Они встречаются еще несколько раз, прекрасно ладят друг с другом, но Горький не в состоянии удержать былое восхищение. Их взгляды расходятся по важным вопросам: Толстой проповедует ненасилие, а Горький готовится к насильственной революции; Горький полагается на рабочих, Толстой – на крестьян; Толстой верит в то, что люди будут жить свободно, как братья; для Горького это слабовато, он за власть рабочих; Толстой – верующий христианин, Горький же – атеист.
– Вы почему не веруете в Бога? – вопрошает Толстой.
– Веры нет, Лев Николаевич.
– Это – неправда. Вы по натуре верующий, и без бога вам нельзя. Это вы скоро почувствуете. А не веруете вы из упрямства, от обиды: не так создан мир, как вам надо.
Горький молча взирает на Толстого. «А я, не верующий в бога, смотрю на него почему-то очень осторожно, немножко боязливо, смотрю и думаю: «Этот человек – богоподобен!»
Через год после их первой встречи Горький арестован за революционную деятельность, но Толстой вступается за него, и Горького выпускают на свободу.
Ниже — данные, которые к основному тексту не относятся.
//! Record Source: delimited text input.
//!
//! Produces a lazy, single-pass sequence of [`Row`]s from a delimited text
//! file. The input format is one record per line, so reading is
//! line-oriented; each non-blank line is parsed with standard delimited-text
//! conventions (quoted fields may embed the delimiter, doubled quote
//! characters encode a literal quote). Blank lines yield a zero-column row
//! so the loader can count them.
//!
//! The file handle is owned by the source and released on drop; re-reading
//! requires opening a fresh source.

use std::path::{Path, PathBuf};

use tokio::fs::File;
use tokio::io::{AsyncBufReadExt, BufReader, Lines};

use crate::error_handling::LoadError;

/// One input row: its 1-based line number and parsed columns.
///
/// `fields` is empty for blank lines and for lines the parser rejected.
#[derive(Debug, Clone)]
pub struct Row {
    /// 1-based line number in the input file.
    pub index: usize,
    /// Parsed column values, in input order.
    pub fields: Vec<String>,
}

/// Lazily yields [`Row`]s from a delimited text file.
pub struct RecordSource {
    lines: Lines<BufReader<File>>,
    path: PathBuf,
    delimiter: u8,
    quote: u8,
    next_index: usize,
}

impl RecordSource {
    /// Opens `path` for reading.
    ///
    /// # Errors
    ///
    /// Returns [`LoadError::SourceUnavailable`] if the file cannot be
    /// opened.
    pub async fn open(path: &Path, delimiter: u8, quote: u8) -> Result<Self, LoadError> {
        let file = File::open(path)
            .await
            .map_err(|e| LoadError::SourceUnavailable {
                path: path.to_path_buf(),
                source: e,
            })?;
        Ok(RecordSource {
            lines: BufReader::new(file).lines(),
            path: path.to_path_buf(),
            delimiter,
            quote,
            next_index: 1,
        })
    }

    /// Returns the next row, or `None` when the input is exhausted.
    ///
    /// # Errors
    ///
    /// An I/O error mid-iteration is fatal and surfaces as
    /// [`LoadError::SourceUnavailable`].
    pub async fn next_row(&mut self) -> Result<Option<Row>, LoadError> {
        let line = self
            .lines
            .next_line()
            .await
            .map_err(|e| LoadError::SourceUnavailable {
                path: self.path.clone(),
                source: e,
            })?;
        Ok(line.map(|line| {
            let index = self.next_index;
            self.next_index += 1;
            Row {
                index,
                fields: parse_fields(&line, index, self.delimiter, self.quote),
            }
        }))
    }
}

/// Counts the data rows (non-blank lines) in `path`.
///
/// Separate preliminary pass over the input; the file is opened and closed
/// independently of the load itself.
pub async fn count_data_rows(path: &Path) -> Result<usize, LoadError> {
    let file = File::open(path)
        .await
        .map_err(|e| LoadError::SourceUnavailable {
            path: path.to_path_buf(),
            source: e,
        })?;
    let mut lines = BufReader::new(file).lines();
    let mut count = 0usize;
    while let Some(line) = lines
        .next_line()
        .await
        .map_err(|e| LoadError::SourceUnavailable {
            path: path.to_path_buf(),
            source: e,
        })?
    {
        if !line.trim().is_empty() {
            count += 1;
        }
    }
    Ok(count)
}

/// Parses one line into columns with the configured delimiter and quote.
///
/// Blank lines produce zero columns. A line the CSV parser rejects is
/// logged and also produces zero columns, so it is counted as skipped
/// rather than aborting the run.
fn parse_fields(line: &str, index: usize, delimiter: u8, quote: u8) -> Vec<String> {
    if line.trim().is_empty() {
        return Vec::new();
    }
    let mut reader = csv::ReaderBuilder::new()
        .delimiter(delimiter)
        .quote(quote)
        .has_headers(false)
        .flexible(true)
        .from_reader(line.as_bytes());
    match reader.records().next() {
        Some(Ok(record)) => record.iter().map(str::to_string).collect(),
        Some(Err(e)) => {
            log::warn!("row {index}: unparseable line skipped: {e}");
            Vec::new()
        }
        None => Vec::new(),
    }
}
До конца своих дней Горький не может определиться по отношению к Толстому, предпосылая поношениям похвалы, а похвалам – поношения. В нем проявляются противоположные стремления ученика: и почитать, и превзойти учителя. «Граф Лев Толстой – гениальный художник, наш Шекспир, может быть, – пишет он за два года до смерти Толстого[115] и тут же берет свои слова назад: – Но – удивляясь ему – не люблю его. Это неискренний человек, безмерно влюбленный в себя, он ничего кроме себя не видит, не знает. Смирение его – лицемерно и отвратительно желание пострадать. Вообще такое желание – есть желание духа больного, искаженного, в данном же случае, великий самолюб хочет посидеть в тюрьме лишь для укрепления своего авторитета… Нет, он мне чужой человек, несмотря на великую его красоту».